◆ **What the task asks**: Determine how many lines in the entries below contain "CatalogSyncJob", and output only that number.
+++ Records supplied +++
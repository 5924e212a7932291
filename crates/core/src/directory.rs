use async_trait::async_trait;
use serde::{Deserialize, Serialize};
use thiserror::Error;

use crate::domain::user::{ProfileMetadata, UserId};

/// Slack's built-in bot user; never a community member.
pub const SLACKBOT_USER_ID: &str = "USLACKBOT";

#[derive(Clone, Debug, PartialEq, Eq, Serialize, Deserialize)]
pub struct SlackProfile {
    pub user_id: UserId,
    pub is_bot: bool,
    pub deleted: bool,
    pub metadata: ProfileMetadata,
}

impl SlackProfile {
    pub fn is_service_account(&self) -> bool {
        self.is_bot || self.user_id.as_str() == SLACKBOT_USER_ID
    }

    /// Whether this account may earn experience.
    pub fn is_member(&self) -> bool {
        !self.is_service_account() && !self.deleted
    }
}

#[derive(Clone, Debug, Error, PartialEq, Eq)]
pub enum ProfileLookupError {
    #[error("profile lookup transport failure: {0}")]
    Transport(String),
    #[error("profile lookup rejected by slack: {0}")]
    Api(String),
}

#[async_trait]
pub trait ProfileDirectory: Send + Sync {
    /// `Ok(None)` means the platform does not know this user.
    async fn lookup(&self, user_id: &UserId) -> Result<Option<SlackProfile>, ProfileLookupError>;
}
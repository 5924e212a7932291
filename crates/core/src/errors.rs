use thiserror::Error;

use crate::ledger::LedgerError;

#[derive(Clone, Debug, Error, PartialEq, Eq)]
pub enum ApplicationError {
    #[error("persistence failure: {0}")]
    Persistence(String),
}

impl From<LedgerError> for ApplicationError {
    fn from(value: LedgerError) -> Self {
        Self::Persistence(value.to_string())
    }
}

/// Error shape surfaced to chat users.
#[derive(Clone, Debug, Error, PartialEq, Eq)]
pub enum InterfaceError {
    #[error("service unavailable: {message}")]
    ServiceUnavailable { message: String, correlation_id: String },
}

impl InterfaceError {
    pub fn user_message(&self) -> &'static str {
        match self {
            Self::ServiceUnavailable { .. } => {
                "The bot is temporarily unavailable. Please retry shortly."
            }
        }
    }

    pub fn correlation_id(&self) -> &str {
        match self {
            Self::ServiceUnavailable { correlation_id, .. } => correlation_id,
        }
    }
}

impl ApplicationError {
    pub fn into_interface(self, correlation_id: impl Into<String>) -> InterfaceError {
        let correlation_id = correlation_id.into();
        match self {
            Self::Persistence(message) => {
                InterfaceError::ServiceUnavailable { message, correlation_id }
            }
        }
    }
}
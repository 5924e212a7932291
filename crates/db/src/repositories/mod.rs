use thiserror::Error;

use wexu_core::catalog::CatalogError;
use wexu_core::ledger::LedgerError;

pub mod memory;
pub mod transaction;
pub mod user;

pub use memory::InMemoryUserRepository;
pub use transaction::SqlTransactionRepository;
pub use user::SqlUserRepository;

#[derive(Debug, Error)]
pub enum RepositoryError {
    #[error("database error: {0}")]
    Database(#[from] sqlx::Error),
    #[error("decode error: {0}")]
    Decode(String),
}

impl From<RepositoryError> for LedgerError {
    fn from(value: RepositoryError) -> Self {
        Self::Persistence(value.to_string())
    }
}

impl From<RepositoryError> for CatalogError {
    fn from(value: RepositoryError) -> Self {
        Self::Counter(value.to_string())
    }
}
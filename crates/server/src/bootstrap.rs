use std::sync::Arc;

use thiserror::Error;
use tracing::info;

use wexu_core::catalog::{CatalogSyncJob, ItemCatalog, NoopItemCatalog};
use wexu_core::config::{AppConfig, ConfigError, LoadOptions};
use wexu_core::experience::{DrainJob, ExperienceQueue};
use wexu_core::scheduler::{PeriodicScheduler, SchedulerError};
use wexu_db::{connect_with_config, migrations, DbPool, SqlTransactionRepository, SqlUserRepository};
use wexu_slack::socket::{ReconnectPolicy, SocketModeRunner};
use wexu_slack::{default_dispatcher, SlackSocketTransport, SlackWebClient};

use crate::catalog::NotionCatalog;

pub const DRAIN_JOB: &str = "experience.drain";
pub const CATALOG_SYNC_JOB: &str = "catalog.sync";

pub struct Application {
    pub config: AppConfig,
    pub db_pool: DbPool,
    pub queue: Arc<ExperienceQueue>,
    pub ledger: Arc<SqlUserRepository>,
    pub drain_job: Arc<DrainJob>,
    pub scheduler: PeriodicScheduler,
    pub slack_runner: SocketModeRunner,
}

#[derive(Debug, Error)]
pub enum BootstrapError {
    #[error(transparent)]
    Config(#[from] ConfigError),
    #[error("database connection failed: {0}")]
    DatabaseConnect(#[source] sqlx::Error),
    #[error("database migration failed: {0}")]
    Migration(#[source] sqlx::migrate::MigrateError),
    #[error(transparent)]
    Scheduler(#[from] SchedulerError),
}

pub async fn bootstrap(options: LoadOptions) -> Result<Application, BootstrapError> {
    let config = AppConfig::load(options)?;
    bootstrap_with_config(config).await
}

pub async fn bootstrap_with_config(config: AppConfig) -> Result<Application, BootstrapError> {
    info!(
        event_name = "system.bootstrap.start",
        correlation_id = "bootstrap",
        "starting application bootstrap"
    );

    let db_pool = connect_with_config(&config.database)
        .await
        .map_err(BootstrapError::DatabaseConnect)?;
    info!(
        event_name = "system.bootstrap.database_connected",
        correlation_id = "bootstrap",
        "database connection established"
    );

    migrations::run_pending(&db_pool).await.map_err(BootstrapError::Migration)?;
    info!(
        event_name = "system.bootstrap.migrations_applied",
        correlation_id = "bootstrap",
        "database migrations applied"
    );

    let http = reqwest::Client::new();
    let queue = Arc::new(ExperienceQueue::new());
    let ledger = Arc::new(SqlUserRepository::new(db_pool.clone(), config.experience.leveling_rule()));
    let slack = Arc::new(SlackWebClient::new(
        http.clone(),
        config.slack.api_base_url.clone(),
        config.slack.bot_token.clone(),
    ));

    let drain_job = Arc::new(DrainJob::new(
        Arc::clone(&queue),
        ledger.clone(),
        slack.clone(),
        slack.clone(),
        config.experience.drain_settings(),
    ));

    let mut scheduler = PeriodicScheduler::new();
    scheduler.register(DRAIN_JOB, config.experience.drain_interval(), drain_job.clone())?;

    let catalog: Arc<dyn ItemCatalog> =
        match (config.catalog.enabled, &config.catalog.api_key, &config.catalog.database_id) {
            (true, Some(api_key), Some(database_id)) => Arc::new(NotionCatalog::new(
                http.clone(),
                config.catalog.base_url.clone(),
                api_key.clone(),
                database_id.clone(),
            )),
            _ => Arc::new(NoopItemCatalog),
        };
    if config.catalog.enabled {
        let counter = Arc::new(SqlTransactionRepository::new(db_pool.clone()));
        let sync_job = Arc::new(CatalogSyncJob::new(catalog, counter));
        scheduler.register(CATALOG_SYNC_JOB, config.catalog.sync_interval(), sync_job)?;
    }
    info!(
        event_name = "system.bootstrap.jobs_registered",
        correlation_id = "bootstrap",
        jobs = scheduler.job_count(),
        catalog_enabled = config.catalog.enabled,
        "background jobs registered"
    );

    let transport = Arc::new(SlackSocketTransport::new(
        http,
        config.slack.api_base_url.clone(),
        config.slack.app_token.clone(),
    ));
    let dispatcher =
        default_dispatcher(Arc::clone(&queue), config.experience.rewards, ledger.clone());
    let slack_runner = SocketModeRunner::new(transport, dispatcher, ReconnectPolicy::default())
        .with_responder(slack);

    Ok(Application { config, db_pool, queue, ledger, drain_job, scheduler, slack_runner })
}

#[cfg(test)]
mod tests {
    use std::path::Path;
    use std::sync::Arc;

    use axum::{routing::post, Form, Json, Router};
    use chrono::Utc;
    use serde_json::{json, Value};
    use tokio::sync::Mutex;

    use wexu_core::config::{ConfigOverrides, LoadOptions};
    use wexu_core::domain::user::{ChannelId, UserId};
    use wexu_core::experience::{ExpDelta, RewardSource};
    use wexu_core::ledger::UserLedger;

    use crate::bootstrap::bootstrap;

    fn options(database_path: &Path, config_path: Option<&Path>) -> LoadOptions {
        LoadOptions {
            config_path: config_path.map(Path::to_path_buf),
            overrides: ConfigOverrides {
                database_url: Some(format!("sqlite://{}?mode=rwc", database_path.display())),
                slack_app_token: Some("xapp-test".to_string()),
                slack_bot_token: Some("xoxb-test".to_string()),
                ..ConfigOverrides::default()
            },
            ..LoadOptions::default()
        }
    }

    #[tokio::test]
    async fn bootstrap_fails_fast_without_required_slack_tokens() {
        let result = bootstrap(LoadOptions {
            overrides: ConfigOverrides {
                database_url: Some("sqlite::memory:".to_string()),
                slack_app_token: Some("invalid-token".to_string()),
                slack_bot_token: Some("xoxb-valid".to_string()),
                ..ConfigOverrides::default()
            },
            ..LoadOptions::default()
        })
        .await;

        assert!(result.is_err());
        let message = result.err().expect("error").to_string();
        assert!(message.contains("slack.app_token"));
    }

    #[tokio::test]
    async fn bootstrap_migrates_and_registers_the_drain_job() {
        let dir = tempfile::tempdir().expect("tempdir");
        let app = bootstrap(options(&dir.path().join("wexu.db"), None))
            .await
            .expect("bootstrap should succeed with valid overrides");

        let (table_count,): (i64,) = sqlx::query_as(
            "SELECT COUNT(*) FROM sqlite_master \
             WHERE type = 'table' AND name IN ('user', 'transaction_log')",
        )
        .fetch_one(&app.db_pool)
        .await
        .expect("ledger tables");
        assert_eq!(table_count, 2);
        assert_eq!(app.scheduler.job_count(), 1);

        app.db_pool.close().await;
    }

    #[tokio::test]
    async fn enabling_the_catalog_registers_its_sync_job() {
        let dir = tempfile::tempdir().expect("tempdir");
        let config_path = dir.path().join("wexu.toml");
        std::fs::write(
            &config_path,
            r#"
[catalog]
enabled = true
api_key = "secret_test"
database_id = "db-1"
sync_interval_secs = 120
"#,
        )
        .expect("write config");

        let app = bootstrap(options(&dir.path().join("wexu.db"), Some(&config_path)))
            .await
            .expect("bootstrap");

        assert_eq!(app.scheduler.job_count(), 2);
        app.db_pool.close().await;
    }

    type Posts = Arc<Mutex<Vec<Value>>>;

    async fn spawn_fake_slack() -> (String, Posts) {
        let posts: Posts = Arc::default();
        let recorded = Arc::clone(&posts);
        let router = Router::new()
            .route(
                "/users.info",
                post(|Form(form): Form<Vec<(String, String)>>| async move {
                    let user = form
                        .into_iter()
                        .find(|(key, _)| key == "user")
                        .map(|(_, value)| value)
                        .unwrap_or_default();
                    Json(json!({
                        "ok": true,
                        "user": {
                            "id": user,
                            "is_bot": false,
                            "deleted": false,
                            "profile": { "real_name": "Linh Tran", "display_name": "linh" }
                        }
                    }))
                }),
            )
            .route(
                "/chat.postMessage",
                post(move |Json(body): Json<Value>| {
                    let recorded = Arc::clone(&recorded);
                    async move {
                        recorded.lock().await.push(body);
                        Json(json!({ "ok": true }))
                    }
                }),
            );

        let listener = tokio::net::TcpListener::bind("127.0.0.1:0").await.expect("bind");
        let address = listener.local_addr().expect("local addr");
        tokio::spawn(async move {
            axum::serve(listener, router).await.expect("fake slack server");
        });

        (format!("http://{address}"), posts)
    }

    #[tokio::test]
    async fn queued_chat_activity_reaches_the_ledger_and_announces_level_ups() {
        let (slack_url, posts) = spawn_fake_slack().await;
        let dir = tempfile::tempdir().expect("tempdir");
        let config_path = dir.path().join("wexu.toml");
        std::fs::write(
            &config_path,
            format!(
                "[slack]\napi_base_url = \"{slack_url}\"\n\n[experience]\npause_between_entries_ms = 0\n"
            ),
        )
        .expect("write config");
        let app = bootstrap(options(&dir.path().join("wexu.db"), Some(&config_path)))
            .await
            .expect("bootstrap");

        for delta in [60, 60, 5] {
            app.queue.enqueue(ExpDelta {
                user_id: UserId::from("U1"),
                delta,
                channel_id: Some(ChannelId::from("C1")),
                enqueued_at: Utc::now(),
                source: RewardSource::Message,
            });
        }
        let report = app.drain_job.drain_once().await.expect("no overlapping pass");

        assert_eq!(report.applied, 3);
        assert_eq!(report.level_ups, 1);
        let user = app.ledger.find(&UserId::from("U1")).await.expect("find").expect("user row");
        assert_eq!((user.exp, user.level), (125, 2));
        assert_eq!(user.profile.display_name.as_deref(), Some("linh"));

        let posts = posts.lock().await.clone();
        assert_eq!(posts.len(), 1);
        assert_eq!(posts[0]["channel"], "C1");
        assert_eq!(posts[0]["text"], "<@U1> is now level 2! :tada:");

        app.db_pool.close().await;
    }
}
+++
◆ **Result of the exercise**: 2